In this week’s Daily Evolver we examine the recent news about working conditions in China’s manufacturing plants, with Apple products like the iPhone and iPad at the center of this controversy. As much as we love Apple’s products and the value they bring to our lives, how do we assess the conditions under which they are manufactured in places like China? What is our own responsibility as consumers in terms of looking at the shadow side of Apple’s presence in the manufacturing world?

Jeff and David examine the strengths of modernity’s relentless drive to increase profits, generate wealth, and raise the standard of living for everyone involved. But what happens when the developed world begins to come to terms with the substandard conditions workers in many developing nations labor under? Do we have a right to demand that American companies like Apple set a higher standard? What do we say to cultural commentators who point out that people in China are lining up to work in these plants, because they offer a major improvement over their rural lifestyles? How do we respond when a grievance petition initiated by workers in these plants is delivered to Apple’s flagship store in New York City? Jeff and David also note that this global conversation is not limited to electronics, and are also witnessing animal rights debates concerning food production.
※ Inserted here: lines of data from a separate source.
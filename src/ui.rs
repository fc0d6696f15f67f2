// UI layer: everything the operator sees. Result lines go to the output
// writer (stdout in the binary); spinners and bars draw on stderr and only
// when it is a terminal.

use crate::comments::DeletionObserver;
use crate::error::{ApiError, ApiResult};
use crate::model::{CommentThread, UploadProgress, VideoId};
use dialoguer::Confirm;
use indicatif::{ProgressBar, ProgressDrawTarget, ProgressStyle};
use std::io::{self, IsTerminal, Stdout, Write};
use std::path::Path;
use std::time::Duration;
use tracing::debug;

/// How matching comments are handled.
#[derive(Debug, Clone, Copy, PartialEq, Eq)]
pub enum DeleteMode {
    /// Delete as soon as a comment matches.
    Immediate,
    /// Only list what would be deleted.
    DryRun,
    /// Ask before every deletion.
    Confirm,
}

pub struct Console<W> {
    out: W,
    bar: Option<ProgressBar>,
    draw: bool,
    // Prompts need a terminal on both stdin and stderr.
    interactive: bool,
}

impl Console<Stdout> {
    /// Console writing to stdout, with progress drawn on stderr.
    pub fn stdout() -> Self {
        Console {
            out: io::stdout(),
            bar: None,
            draw: true,
            interactive: io::stdin().is_terminal() && io::stderr().is_terminal(),
        }
    }
}

impl<W: Write> Console<W> {
    /// Console writing to `out` that never draws progress widgets.
    pub fn new(out: W) -> Self {
        Console {
            out,
            bar: None,
            draw: false,
            interactive: false,
        }
    }

    pub fn into_inner(self) -> W {
        self.out
    }

    /// Whether per-comment confirmation prompts can be shown.
    pub fn can_prompt(&self) -> bool {
        self.interactive
    }

    /// Write one line, keeping any active bar intact.
    pub fn line(&mut self, text: &str) {
        let out = &mut self.out;
        let result = match &self.bar {
            Some(bar) => bar.suspend(|| writeln!(out, "{}", text)),
            None => writeln!(out, "{}", text),
        };
        if let Err(err) = result {
            debug!(%err, "console write failed");
        }
    }

    /// Print a usage hint.
    pub fn guidance(&mut self, message: &str) {
        self.line(message);
    }

    pub fn error(&mut self, err: &anyhow::Error) {
        self.finish_progress();
        self.line(&format!("An error occurred: {:#}", err));
    }

    fn draw_target(&self) -> ProgressDrawTarget {
        if self.draw {
            ProgressDrawTarget::stderr()
        } else {
            ProgressDrawTarget::hidden()
        }
    }

    /// Show a spinner until `finish_progress`.
    pub fn start_spinner(&mut self, message: &str) {
        let spinner = ProgressBar::with_draw_target(None, self.draw_target());
        spinner.set_style(
            ProgressStyle::with_template("{spinner} {msg}")
                .unwrap_or_else(|_| ProgressStyle::default_spinner()),
        );
        spinner.set_message(message.to_string());
        spinner.enable_steady_tick(Duration::from_millis(100));
        self.bar = Some(spinner);
    }

    /// Show a percentage bar for an upload of `file`.
    pub fn start_upload(&mut self, file: &Path) {
        let bar = ProgressBar::with_draw_target(Some(100), self.draw_target());
        bar.set_style(
            ProgressStyle::with_template("{msg} [{bar:40}] {pos}%")
                .unwrap_or_else(|_| ProgressStyle::default_bar()),
        );
        bar.set_message(format!("Uploading {}", file.display()));
        self.bar = Some(bar);
    }

    /// Print the whole-percent progress line and move the bar.
    pub fn progress(&mut self, progress: UploadProgress) {
        let percent = progress.percent();
        if let Some(bar) = &self.bar {
            bar.set_position(u64::from(percent));
        }
        self.line(&format!("{}% uploaded", percent));
    }

    pub fn finish_progress(&mut self) {
        if let Some(bar) = self.bar.take() {
            bar.finish_and_clear();
        }
    }

    /// Print the id of the finished upload.
    pub fn uploaded(&mut self, id: &VideoId) {
        self.line(&format!("Video ID: {} was uploaded successfully", id));
    }

    pub fn comment_deleted(&mut self, thread: &CommentThread) {
        self.line(&format!(
            "Comment with ID {} has been deleted.",
            thread.top_level_comment_id
        ));
    }

    fn confirm_delete(&mut self, thread: &CommentThread) -> io::Result<bool> {
        Confirm::new()
            .with_prompt(format!(
                "Delete comment {}: \"{}\"?",
                thread.top_level_comment_id, thread.display_text
            ))
            .default(false)
            .interact()
    }
}

/// Deletion observer that reports through a console and applies the
/// selected `DeleteMode`.
pub struct CommentReview<'c, W> {
    console: &'c mut Console<W>,
    mode: DeleteMode,
    pub matched: usize,
}

impl<'c, W: Write> CommentReview<'c, W> {
    pub fn new(console: &'c mut Console<W>, mode: DeleteMode) -> Self {
        CommentReview {
            console,
            mode,
            matched: 0,
        }
    }
}

impl<W: Write> DeletionObserver for CommentReview<'_, W> {
    fn approve(&mut self, thread: &CommentThread) -> ApiResult<bool> {
        self.matched += 1;
        match self.mode {
            DeleteMode::Immediate => Ok(true),
            DeleteMode::DryRun => {
                self.console.line(&format!(
                    "Would delete comment with ID {}: {}",
                    thread.top_level_comment_id, thread.display_text
                ));
                Ok(false)
            }
            DeleteMode::Confirm => self
                .console
                .confirm_delete(thread)
                .map_err(|err| ApiError::io("Failed to read confirmation", err)),
        }
    }

    fn deleted(&mut self, thread: &CommentThread) {
        self.console.comment_deleted(thread);
    }
}
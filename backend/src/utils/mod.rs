// src/utils/mod.rs

pub mod extract;
pub mod oauth;
pub mod security;
pub mod session;
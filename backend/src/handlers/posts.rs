// src/handlers/posts.rs

use axum::{
    Json,
    extract::State,
    http::{Method, StatusCode, Uri},
    response::{IntoResponse, Response},
};
use chrono::Utc;
use serde_json::{Map, Value, json};
use sqlx::SqlitePool;
use validator::Validate;

use crate::{
    error::AppError,
    models::post::{CreatePostRequest, Post, PostListParams, UpdatePostRequest},
    utils::extract::{JsonBody, PostTarget, query_params},
};

/// Error for a mutation addressed to the whole collection.
fn collection_error(method: &Method) -> AppError {
    let verb = match *method {
        Method::PUT => "update",
        Method::PATCH => "patch",
        Method::DELETE => "delete",
        _ => "modify",
    };
    AppError::MethodNotAllowed(format!("Cannot {} entire collection", verb))
}

/// PUT / PATCH / DELETE on `/posts`.
/// Answers before the body is read.
pub async fn reject_collection(method: Method) -> AppError {
    collection_error(&method)
}

async fn fetch_post(pool: &SqlitePool, id: i64) -> Result<Post, AppError> {
    sqlx::query_as::<_, Post>(
        r#"
        SELECT id, user_id, content, image_url, created_at, updated_at, likes
        FROM posts
        WHERE id = ?
        "#,
    )
    .bind(id)
    .fetch_optional(pool)
    .await
    .map_err(|e| {
        tracing::error!("Database query error loading post {}: {:?}", id, e);
        AppError::InternalServerError(e.to_string())
    })?
    .ok_or(AppError::NotFound("Post not found".to_string()))
}

/// GET on `/posts` (paged list) or `/posts/{id}` (one post).
/// The query string is only read for the list.
pub async fn get_posts(
    State(pool): State<SqlitePool>,
    target: PostTarget,
    uri: Uri,
) -> Result<Response, AppError> {
    match target {
        PostTarget::Collection => {
            let params: PostListParams = query_params(&uri)?;
            list_posts(&pool, &params).await
        }
        PostTarget::Item(id) => Ok(Json(fetch_post(&pool, id).await?).into_response()),
    }
}

/// List posts, newest first, with the total row count.
async fn list_posts(pool: &SqlitePool, params: &PostListParams) -> Result<Response, AppError> {
    let (limit, offset) = params.window().map_err(AppError::BadRequest)?;

    let posts = sqlx::query_as::<_, Post>(
        r#"
        SELECT id, user_id, content, image_url, created_at, updated_at, likes
        FROM posts
        ORDER BY created_at DESC, id DESC
        LIMIT ? OFFSET ?
        "#,
    )
    .bind(limit)
    .bind(offset)
    .fetch_all(pool)
    .await
    .map_err(|e| {
        tracing::error!("Failed to list posts: {:?}", e);
        AppError::InternalServerError(e.to_string())
    })?;

    // Separate statement; may drift from the page under concurrent writes.
    let count = sqlx::query_scalar::<_, i64>("SELECT COUNT(id) FROM posts")
        .fetch_one(pool)
        .await
        .unwrap_or_else(|e| {
            tracing::error!("Count query error: {:?}", e);
            0
        });

    Ok(Json(json!({
        "status": "success",
        "count": count,
        "data": posts,
    }))
    .into_response())
}

/// Create a new post for an existing user.
pub async fn create_post(
    State(pool): State<SqlitePool>,
    JsonBody(payload): JsonBody<CreatePostRequest>,
) -> Result<impl IntoResponse, AppError> {
    // 1. Validate payload
    if let Err(validation_errors) = payload.validate() {
        return Err(AppError::BadRequest(validation_errors.to_string()));
    }

    // 2. Author must exist
    let author = sqlx::query_scalar::<_, i64>("SELECT id FROM users WHERE id = ?")
        .bind(payload.user_id)
        .fetch_optional(&pool)
        .await
        .map_err(|e| {
            tracing::error!("Error checking if user exists: {:?}", e);
            AppError::InternalServerError(e.to_string())
        })?;

    if author.is_none() {
        return Err(AppError::BadRequest("User not found".to_string()));
    }

    // 3. Insert Post
    let post = sqlx::query_as::<_, Post>(
        r#"
        INSERT INTO posts (user_id, content, image_url, created_at, updated_at, likes)
        VALUES (?, ?, ?, ?, NULL, 0)
        RETURNING id, user_id, content, image_url, created_at, updated_at, likes
        "#,
    )
    .bind(payload.user_id)
    .bind(&payload.content)
    .bind(&payload.image_url)
    .bind(Utc::now())
    .fetch_one(&pool)
    .await
    .map_err(|e| {
        tracing::error!(
            "Error inserting post (user_id={}): {:?}",
            payload.user_id,
            e
        );
        AppError::InternalServerError(e.to_string())
    })?;

    Ok((
        StatusCode::CREATED,
        Json(json!({
            "status": "success",
            "data": post,
        })),
    ))
}

/// Replace a post's content and image.
/// `id`, `user_id`, `created_at` and `likes` always come from the stored row.
pub async fn update_post(
    State(pool): State<SqlitePool>,
    target: PostTarget,
    JsonBody(payload): JsonBody<UpdatePostRequest>,
) -> Result<impl IntoResponse, AppError> {
    let id = target.id().ok_or_else(|| collection_error(&Method::PUT))?;

    let mut post = fetch_post(&pool, id).await?;

    if let Err(validation_errors) = payload.validate() {
        return Err(AppError::BadRequest(validation_errors.to_string()));
    }

    post.content = payload.content;
    post.image_url = payload.image_url;
    post.updated_at = Some(Utc::now());

    sqlx::query(
        r#"
        UPDATE posts
        SET content = ?, image_url = ?, updated_at = ?
        WHERE id = ?
        "#,
    )
    .bind(&post.content)
    .bind(&post.image_url)
    .bind(post.updated_at)
    .bind(id)
    .execute(&pool)
    .await
    .map_err(|e| {
        tracing::error!("Database update error for post {}: {:?}", id, e);
        AppError::InternalServerError(e.to_string())
    })?;

    Ok(Json(post))
}

/// Merge a JSON object onto a post.
///
/// Only `content`, `image_url` and `likes` can change; anything else in the
/// body is skipped silently. The whole mutable field set is written back, so
/// concurrent patches on one post are last-writer-wins.
pub async fn patch_post(
    State(pool): State<SqlitePool>,
    target: PostTarget,
    JsonBody(patch): JsonBody<Map<String, Value>>,
) -> Result<impl IntoResponse, AppError> {
    let id = target.id().ok_or_else(|| collection_error(&Method::PATCH))?;

    let mut post = fetch_post(&pool, id).await?;

    let outcome = post.merge(&patch);
    if !outcome.protected.is_empty() || !outcome.ignored.is_empty() {
        tracing::debug!(
            "PATCH post {}: applied {:?}, protected {:?}, ignored {:?}",
            id,
            outcome.applied,
            outcome.protected,
            outcome.ignored
        );
    }

    post.updated_at = Some(Utc::now());

    sqlx::query(
        r#"
        UPDATE posts
        SET content = ?, image_url = ?, updated_at = ?, likes = ?
        WHERE id = ?
        "#,
    )
    .bind(&post.content)
    .bind(&post.image_url)
    .bind(post.updated_at)
    .bind(post.likes)
    .bind(id)
    .execute(&pool)
    .await
    .map_err(|e| {
        tracing::error!("Database update error for post {}: {:?}", id, e);
        AppError::InternalServerError(e.to_string())
    })?;

    Ok(Json(post))
}

/// Delete a post and its likes.
pub async fn delete_post(
    State(pool): State<SqlitePool>,
    target: PostTarget,
) -> Result<impl IntoResponse, AppError> {
    let id = target.id().ok_or_else(|| collection_error(&Method::DELETE))?;

    // Likes first; a failure here only gets logged.
    if let Err(e) = sqlx::query("DELETE FROM likes WHERE post_id = ?")
        .bind(id)
        .execute(&pool)
        .await
    {
        tracing::error!("Error deleting likes of post {}: {:?}", id, e);
    }

    let result = sqlx::query("DELETE FROM posts WHERE id = ?")
        .bind(id)
        .execute(&pool)
        .await
        .map_err(|e| {
            tracing::error!("Failed to delete post {}: {:?}", id, e);
            AppError::InternalServerError(e.to_string())
        })?;

    if result.rows_affected() == 0 {
        return Err(AppError::NotFound("Post not found".to_string()));
    }

    Ok(Json(json!({
        "status": "success",
        "id": id,
    })))
}
// src/routes.rs

use axum::{
    Router,
    http::{HeaderValue, Method, header},
    middleware,
    routing::{MethodRouter, get, post},
};
use tower::ServiceBuilder;
use tower_http::{cors::CorsLayer, trace::TraceLayer};

use crate::{
    config::Config,
    handlers::{auth, posts},
    state::AppState,
    utils::{security::security_headers, session::session_layer},
};

fn cors_layer(config: &Config) -> CorsLayer {
    let origins: Vec<HeaderValue> = config
        .frontend_url
        .parse::<HeaderValue>()
        .into_iter()
        .collect();
    if origins.is_empty() {
        tracing::warn!("FRONTEND_URL '{}' is not a valid origin", config.frontend_url);
    }

    CorsLayer::new()
        .allow_origin(origins)
        .allow_methods([
            Method::GET,
            Method::POST,
            Method::PUT,
            Method::PATCH,
            Method::DELETE,
        ])
        .allow_headers([header::ORIGIN, header::CONTENT_TYPE, header::ACCEPT])
        .allow_credentials(true)
}

/// Assembles the main application router.
///
/// * Auth routes (Microsoft login, session user, stubs).
/// * Post routes; `/posts` and `/posts/` are both the collection.
/// * Global middleware: Trace, CORS, security headers, cookie sessions.
pub fn create_router(state: AppState) -> Router {
    let auth_routes: Router<AppState> = Router::new()
        .route("/", get(auth::index))
        .route("/login", get(auth::login_page))
        .route("/auth/microsoft", get(auth::microsoft_login))
        .route("/auth/microsoft/callback", get(auth::microsoft_callback))
        .route("/api/user", get(auth::current_user))
        .route("/api/register", post(auth::register))
        .route("/api/login", post(auth::login))
        .route("/api/logout", post(auth::logout));

    let collection: MethodRouter<AppState> = get(posts::get_posts)
        .post(posts::create_post)
        .put(posts::reject_collection)
        .patch(posts::reject_collection)
        .delete(posts::reject_collection);

    let post_routes: Router<AppState> = Router::new()
        .route("/posts", collection.clone())
        .route("/posts/", collection)
        .route(
            "/posts/{id}",
            get(posts::get_posts)
                .put(posts::update_post)
                .patch(posts::patch_post)
                .delete(posts::delete_post),
        );

    // Outermost first
    let middleware_stack = ServiceBuilder::new()
        .layer(TraceLayer::new_for_http())
        .layer(cors_layer(&state.config))
        .layer(middleware::from_fn(security_headers))
        .layer(session_layer(state.sessions.clone(), &state.config));

    Router::new()
        .merge(auth_routes)
        .merge(post_routes)
        .layer(middleware_stack)
        .with_state(state)
}
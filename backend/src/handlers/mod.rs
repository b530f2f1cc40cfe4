// src/handlers/mod.rs

pub mod auth;
pub mod posts;
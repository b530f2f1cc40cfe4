use chrono::{DateTime, Utc};
use serde::{Deserialize, Serialize};
use serde_json::{Map, Value};
use sqlx::FromRow;
use validator::Validate;

/// Represents the 'posts' table in the database.
#[derive(Debug, Clone, FromRow, Serialize)]
pub struct Post {
    pub id: i64,
    pub user_id: i64,
    pub content: String,
    #[serde(skip_serializing_if = "Option::is_none")]
    pub image_url: Option<String>,

    pub created_at: DateTime<Utc>,
    /// Unset until the first full or partial update.
    pub updated_at: Option<DateTime<Utc>>,

    pub likes: i64,
}

/// DTO for creating a new post.
#[derive(Debug, Deserialize, Validate)]
pub struct CreatePostRequest {
    #[serde(default)]
    #[validate(range(min = 1, message = "Valid user_id is required"))]
    pub user_id: i64,

    #[serde(default)]
    #[validate(length(min = 1, message = "Content cannot be empty"))]
    pub content: String,

    pub image_url: Option<String>,
}

/// DTO for replacing a post (PUT).
///
/// Only the mutable fields are read; `id`, `user_id`, `created_at` and
/// `likes` in the body are ignored and kept from the stored row.
#[derive(Debug, Deserialize, Validate)]
pub struct UpdatePostRequest {
    #[serde(default)]
    #[validate(length(min = 1, message = "Content cannot be empty"))]
    pub content: String,

    pub image_url: Option<String>,
}

/// Query parameters for listing posts.
#[derive(Debug, Deserialize)]
pub struct PostListParams {
    /// 1-based page number (default: 1).
    pub page: Option<i64>,

    /// Number of items per page (default: 10, max: 100).
    pub limit: Option<i64>,
}

impl PostListParams {
    pub const DEFAULT_LIMIT: i64 = 10;
    pub const MAX_LIMIT: i64 = 100;

    /// Resolves defaults and bounds into `(limit, offset)`.
    pub fn window(&self) -> Result<(i64, i64), String> {
        let page = self.page.unwrap_or(1);
        let limit = self.limit.unwrap_or(Self::DEFAULT_LIMIT);

        if limit > Self::MAX_LIMIT {
            return Err(format!("Limit cannot be greater than {}", Self::MAX_LIMIT));
        }
        if limit < 1 {
            return Err("Limit must be at least 1".to_string());
        }
        if page < 1 {
            return Err("Page must be at least 1".to_string());
        }

        let offset = (page - 1)
            .checked_mul(limit)
            .ok_or_else(|| "Page out of range".to_string())?;

        Ok((limit, offset))
    }
}

/// Keys a PATCH body can never change.
pub const PROTECTED_FIELDS: [&str; 3] = ["id", "user_id", "created_at"];

/// JSON type a mutable field accepts in a PATCH body.
#[derive(Debug, Clone, Copy, PartialEq, Eq)]
pub enum FieldKind {
    Text,
    Number,
}

impl FieldKind {
    pub fn matches(self, value: &Value) -> bool {
        match self {
            FieldKind::Text => value.is_string(),
            FieldKind::Number => value.is_number(),
        }
    }
}

/// One entry of the PATCH merge table.
pub struct MutableField {
    pub name: &'static str,
    pub kind: FieldKind,
    /// Writes an already type-checked value into the post. Returns false when
    /// the value breaks a field invariant; the post is then left untouched.
    apply: fn(&mut Post, &Value) -> bool,
}

pub const MUTABLE_FIELDS: [MutableField; 3] = [
    MutableField {
        name: "content",
        kind: FieldKind::Text,
        apply: |post, value| match value.as_str() {
            Some(s) if !s.is_empty() => {
                post.content = s.to_string();
                true
            }
            _ => false,
        },
    },
    MutableField {
        name: "image_url",
        kind: FieldKind::Text,
        apply: |post, value| match value.as_str() {
            Some(s) => {
                post.image_url = Some(s.to_string());
                true
            }
            None => false,
        },
    },
    MutableField {
        name: "likes",
        kind: FieldKind::Number,
        // JSON numbers arrive as floats; fractions are truncated.
        apply: |post, value| match value.as_f64() {
            Some(n) if n.is_finite() && n >= 0.0 => {
                post.likes = n as i64;
                true
            }
            _ => false,
        },
    },
];

/// What a merge did with each key of the payload.
#[derive(Debug, Default, PartialEq, Eq)]
pub struct MergeOutcome {
    pub applied: Vec<&'static str>,
    pub protected: Vec<String>,
    /// Unknown keys and values of the wrong type.
    pub ignored: Vec<String>,
}

impl Post {
    /// Applies a PATCH body onto this post using [`MUTABLE_FIELDS`].
    ///
    /// Protected, unknown and mistyped keys are skipped without error.
    /// Does not touch `updated_at`; the caller stamps it.
    pub fn merge(&mut self, patch: &Map<String, Value>) -> MergeOutcome {
        let mut outcome = MergeOutcome::default();

        for field in &MUTABLE_FIELDS {
            if let Some(value) = patch.get(field.name) {
                if field.kind.matches(value) && (field.apply)(self, value) {
                    outcome.applied.push(field.name);
                } else {
                    outcome.ignored.push(field.name.to_string());
                }
            }
        }

        for key in patch.keys() {
            if PROTECTED_FIELDS.contains(&key.as_str()) {
                outcome.protected.push(key.clone());
            } else if !MUTABLE_FIELDS.iter().any(|f| f.name == key.as_str()) {
                outcome.ignored.push(key.clone());
            }
        }

        outcome
    }
}
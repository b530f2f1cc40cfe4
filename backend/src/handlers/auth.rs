// src/handlers/auth.rs

use axum::{
    Json,
    extract::State,
    http::StatusCode,
    response::{IntoResponse, Redirect, Response},
};
use chrono::Utc;
use serde::Deserialize;
use serde_json::json;
use sqlx::SqlitePool;
use tower_sessions::Session;

use crate::{
    error::AppError,
    models::user::{ProviderProfile, User},
    state::AppState,
    utils::{
        extract::QueryParams,
        oauth,
        session::{OAUTH_STATE_KEY, USER_ID_KEY},
    },
};

/// Starts the Microsoft login.
///
/// Stores a fresh `state` in the session and redirects to the provider's
/// authorization endpoint.
pub async fn microsoft_login(
    State(state): State<AppState>,
    session: Session,
) -> Result<Response, AppError> {
    let oauth_state = oauth::generate_state();
    session.insert(OAUTH_STATE_KEY, &oauth_state).await?;

    let auth_url = oauth::authorize_url(&state.config.oauth, &oauth_state)?;
    tracing::info!("Redirecting to: {}", auth_url);

    Ok(Redirect::to(auth_url.as_str()).into_response())
}

/// Query parameters the provider appends to the callback URL.
#[derive(Debug, Deserialize)]
pub struct CallbackParams {
    pub code: Option<String>,
    pub state: Option<String>,
    pub error: Option<String>,
    pub error_description: Option<String>,
}

/// Completes the Microsoft login.
///
/// Verifies `state`, exchanges the code, resolves the profile to a local
/// user (creating one on first login) and stores the user id in the session.
pub async fn microsoft_callback(
    State(state): State<AppState>,
    session: Session,
    QueryParams(params): QueryParams<CallbackParams>,
) -> Result<Response, AppError> {
    // 1. Provider reported an error: stop here
    if let Some(error) = params.error.filter(|e| !e.is_empty()) {
        let description = params.error_description.unwrap_or_default();
        tracing::warn!("OAuth error from provider: {} - {}", error, description);
        return Err(AppError::Provider { error, description });
    }

    // 2. Code
    let code = params
        .code
        .filter(|c| !c.is_empty())
        .ok_or_else(|| AppError::BadRequest("Missing authorization code".to_string()))?;

    // 3. State must match the one issued by `microsoft_login`
    let expected: Option<String> = session.get(OAUTH_STATE_KEY).await?;
    let received = params.state.unwrap_or_default();
    if received.is_empty() || expected.as_deref() != Some(received.as_str()) {
        tracing::warn!(
            "State mismatch. Expected present: {}, received present: {}",
            expected.is_some(),
            !received.is_empty()
        );
        return Err(AppError::BadRequest("Invalid OAuth state".to_string()));
    }
    session.remove::<String>(OAUTH_STATE_KEY).await?;

    // 4. Token exchange
    tracing::info!("Exchanging authorization code. Code length: {}", code.len());
    let token = oauth::exchange_code(&state.http, &state.config.oauth, &code).await?;

    // 5. Profile
    let response =
        match oauth::request_profile(&state.http, &state.config.oauth, &token.access_token).await {
            Ok(response) => response,
            Err(e) => {
                tracing::warn!("Failed to get user info: {}", e);
                return Ok(Redirect::to("/login?error=profile_fetch_failed").into_response());
            }
        };
    let profile = oauth::read_profile(response).await?;

    // 6. Identity
    let identity = ProviderProfile::from_json(&profile).ok_or_else(|| {
        AppError::InternalServerError("No identifier found in user info".to_string())
    })?;

    // 7. Local account
    let user = find_or_create_user(&state.pool, &identity).await?;

    // 8. Session
    session.insert(USER_ID_KEY, user.id).await?;
    session.cycle_id().await?;

    // 9. Back to the web client
    let redirect_url = state.config.login_redirect();
    tracing::info!("User {} logged in, redirecting to {}", user.id, redirect_url);

    Ok(Redirect::to(&redirect_url).into_response())
}

/// Looks up a user by email, creating one on first login.
pub async fn find_or_create_user(
    pool: &SqlitePool,
    identity: &ProviderProfile,
) -> Result<User, AppError> {
    let existing = sqlx::query_as::<_, User>(
        r#"
        SELECT id, username, email, created_at
        FROM users
        WHERE email = ?
        "#,
    )
    .bind(&identity.email)
    .fetch_optional(pool)
    .await
    .map_err(|e| {
        tracing::error!("Failed to look up user by email: {:?}", e);
        AppError::InternalServerError(e.to_string())
    })?;

    if let Some(user) = existing {
        return Ok(user);
    }

    let username = identity.default_username();
    tracing::info!("Creating user '{}' for first login", username);

    let user = sqlx::query_as::<_, User>(
        r#"
        INSERT INTO users (username, email, created_at)
        VALUES (?, ?, ?)
        RETURNING id, username, email, created_at
        "#,
    )
    .bind(&username)
    .bind(&identity.email)
    .bind(Utc::now())
    .fetch_one(pool)
    .await
    .map_err(|e| {
        tracing::error!("Error creating user: {:?}", e);
        AppError::InternalServerError(e.to_string())
    })?;

    Ok(user)
}

/// Returns the logged-in user.
pub async fn current_user(
    State(pool): State<SqlitePool>,
    session: Session,
) -> Result<impl IntoResponse, AppError> {
    let user_id: i64 = session
        .get(USER_ID_KEY)
        .await?
        .ok_or(AppError::AuthError("Not authenticated".to_string()))?;

    // A row missing for a live session is reported like any other failure.
    let user = sqlx::query_as::<_, User>(
        "SELECT id, username, email, created_at FROM users WHERE id = ?",
    )
    .bind(user_id)
    .fetch_one(&pool)
    .await
    .map_err(|e| AppError::InternalServerError(format!("Failed to get user {}: {}", user_id, e)))?;

    Ok(Json(user))
}

pub async fn register() -> &'static str {
    "Register endpoint"
}

pub async fn login() -> &'static str {
    "Login endpoint"
}

/// Drops everything stored in the session.
pub async fn logout(session: Session) -> Result<&'static str, AppError> {
    session.flush().await?;
    Ok("Logout endpoint")
}

#[derive(Debug, Deserialize)]
pub struct LoginPageParams {
    pub error: Option<String>,
}

/// Landing page for failed logins; echoes `error` back as a 400.
pub async fn login_page(
    QueryParams(params): QueryParams<LoginPageParams>,
) -> impl IntoResponse {
    match params.error.filter(|e| !e.is_empty()) {
        Some(error) => (StatusCode::BAD_REQUEST, Json(json!({ "error": error }))),
        None => (StatusCode::OK, Json(json!({ "message": "Please log in" }))),
    }
}

pub async fn index() -> &'static str {
    "Welcome to the API"
}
Where are the leverage points for taking action? From one perspective, it is unrealistic for companies manufacturing overseas to bear the hugely increased costs of making products in the United States. Yet, once we expand our awareness of how many of our favorite products and foods are manufactured, don’t we simply have to care? Would you pay more for a product that was manufactured in the United States as part of your practice of global solidarity with workers in the developing world?